The reselling of salvage (and often crushed, scratched or otherwise damaged) items is a more than $50 billion industry. Yet to date it has been underserved on the Web. This is hardly surprising, given the industry's fragmented nature and the Luddite ways of many insurance executives.

Despite all this, SalvageSale has launched at an opportune moment. Globalization is sweeping the salvage industry, with more than a third of SalvageSale's business coming from outside the U.S.

Inherent to the risky business of trans-ocean trade are damaged goods. A shipment of marble, for instance, is more likely to get chipped in the hull of a ship enroute from Bahrain to Baltimore than in a 16-wheeler going from Chicago to Cincinnati.

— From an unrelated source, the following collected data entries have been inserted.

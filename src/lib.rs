//! twitter-media-dl - download media from an account's likes and timeline.
//!
//! Posts are fetched page by page and every photo, video and animated GIF
//! they carry (reposts and quotes included) is downloaded twice: into a
//! shared `__all__` folder and into a folder named after the author.
//! Downloaded URLs are persisted so later runs only fetch new media.
//!
//! # Features
//!
//! - Likes and timeline sources with `max_id` pagination
//! - Bounded producer/consumer pipeline
//! - Streaming downloads with retries and partial-file cleanup
//! - Copy, symlink or hard link author replicas
//! - Dated history files with automatic backups
//!
//! # Example
//!
//! ```no_run
//! use std::path::Path;
//! use twitter_media_dl::{Config, Downloader, LikesSource, Pipeline, PipelineOptions, TwitterApi, UserRef};
//!
//! #[tokio::main]
//! async fn main() -> Result<(), Box<dyn std::error::Error>> {
//!     let config = Config::load(Path::new("config.toml"))?;
//!     let api = TwitterApi::connect(&config.credentials, config.request_timeout()).await?;
//!     let downloader = Downloader::new(api.http_client());
//!     let source = LikesSource::new(api, UserRef::parse(&config.account.user));
//!
//!     let summary = Pipeline::new(source, downloader, Path::new("media"), PipelineOptions::from_config(&config))
//!         .run()
//!         .await?;
//!     println!("{} items downloaded", summary.downloaded);
//!     Ok(())
//! }
//! ```

pub mod api;
pub mod cli;
pub mod config;
pub mod download;
pub mod error;
pub mod fs;
pub mod history;
pub mod media;
pub mod output;
pub mod source;

// Re-exports for convenience
pub use api::{TwitterApi, UserRef};
pub use config::{Config, CopyMode, DownloadMode, SourceKind};
pub use download::{Downloader, GlobalState, Pipeline, PipelineOptions, RunSummary};
pub use error::{Error, Result};
pub use history::{HistoryStore, SharedHistory};
pub use media::{MediaRecord, MediaType};
pub use source::{LikesSource, Page, PostSource, TimelineSource};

Additionally, the Internet by, virtue of its breadth, is making far-flung b-to-b deals increasingly routine. SalvageSale is at the crux of this trend. For example, it recently arranged the sale of about 90,000 door peepholes between a seller in Miami and a buyer in Syria.

While SalvageSale's core sellers are insurers, business from other industries-for example, food companies-is starting to flow in, said Dan Parsley, SalvageSale's CEO.

Speed, neutrality, transparency

SalvageSale's biggest values are the transparency, neutrality and speed it brings to the salvage resale business, Parsley said. Of those, speed is most valuable to salvage executives.

Today, nearly all salvage sales happen offline, a time-consuming and expensive proposition.

Typically, insurers take title to salvage goods after a client has gone belly up or has filed a claim for damaged items it received. Representatives of the insurance company then inspect the goods, usually at a loading dock or a warehouse, and then try to sell them on their own or, more typically, hire a broker to do so for them.

Phone calls and haggling among the insurer, brokers and potential buyers can lead to days or weeks of stalemate, which can result in salvage goods losing much value. This is especially true of perishable items, which make up a good deal of the salvage business.

At least one industry watcher said SalvageSale is in good stead to change all this. "There's been a market for liquidation for quite a while," said Richard Hren, senior consultant with Downers Grove, Ill.-based Nykamp Consulting Group.. "The application of that marketplace into the Internet is very logical. It's a fast, cheap means of intermediary."

SalvageSale, meanwhile, has started to market its services. Much of this is being done through viral marketing, by striking deals with brokers that can aid it with offline connections.

Its most marked deal to date is with Crawford & Co., the world's biggest reseller of salvaged goods. Atlanta-based Crawford's agents, who work out of 700 offices in 65 countries, are inspecting claims on behalf of SalvageSale and directing its customers to the exchange. "It intrigued me because it was almost entirely automated," said Grover Davis, Crawford's president-COO. "There's a greater chance to recover more proceeds."